Problem statement »
Look through the records below and copy each line that includes the word "HostDocument".

==== Data records

//! # concord-core: shared scene model for Concord sessions
//!
//! Types every participant agrees on:
//!
//! - [`change`]: the serializable `Change` record and its action flags
//! - [`layer`]: layer state observed and mutated by the sync engine
//! - [`host`]: the `HostDocument` contract a CAD host implements
//! - [`memory`]: an in-memory `HostDocument` for headless sessions and tests

use serde::{Deserialize, Serialize};
use uuid::Uuid;

pub mod change;
pub mod host;
pub mod layer;
pub mod memory;

pub use change::{Change, ChangeAction, ChangeKind, PayloadError, PayloadPacket};
pub use host::{HostDocument, ObjectFilter, SceneObject};
pub use layer::{Argb, Layer, PATH_SEPARATOR};
pub use memory::MemoryDocument;

/// Identifier of a host document.
pub type DocumentId = Uuid;
/// Host-native identifier of a scene object.
pub type ObjectId = Uuid;
/// Host-native identifier of a layer.
pub type LayerId = Uuid;

#[derive(Clone, Copy, Serialize, Deserialize, Debug, Default, PartialEq)]
pub struct Point {
    pub x: f64,
    pub y: f64,
    pub z: f64,
}

impl Point {
    pub fn new(x: f64, y: f64, z: f64) -> Self {
        Self { x, y, z }
    }
}

/// Shape carried by a geometry change.
#[derive(Clone, Serialize, Deserialize, Debug, PartialEq)]
pub enum Geometry {
    Point(Point),
    Line { from: Point, to: Point },
    Polyline(Vec<Point>),
    Box { min: Point, max: Point },
}

impl Geometry {
    /// Encode as a change payload.
    pub fn to_payload(&self) -> Result<Vec<u8>, PayloadError> {
        serde_json::to_vec(self).map_err(PayloadError::from)
    }

    /// Decode from a change payload.
    pub fn from_payload(bytes: &[u8]) -> Result<Self, PayloadError> {
        serde_json::from_slice(bytes).map_err(PayloadError::from)
    }
}

#[cfg(test)]
mod tests {
    use super::*;

    #[test]
    fn test_geometry_payload() {
        let line = Geometry::Line {
            from: Point::new(0.0, 0.0, 0.0),
            to: Point::new(10.0, 5.0, 0.0),
        };
        let bytes = line.to_payload().unwrap();
        assert_eq!(Geometry::from_payload(&bytes).unwrap(), line);
    }

    #[test]
    fn test_geometry_payload_rejects_garbage() {
        assert!(Geometry::from_payload(b"not json").is_err());
    }
}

========

Solution to this problem »
//! - [`host`]: the `HostDocument` contract a CAD host implements
//! - [`memory`]: an in-memory `HostDocument` for headless sessions and tests
pub use host::{HostDocument, ObjectFilter, SceneObject};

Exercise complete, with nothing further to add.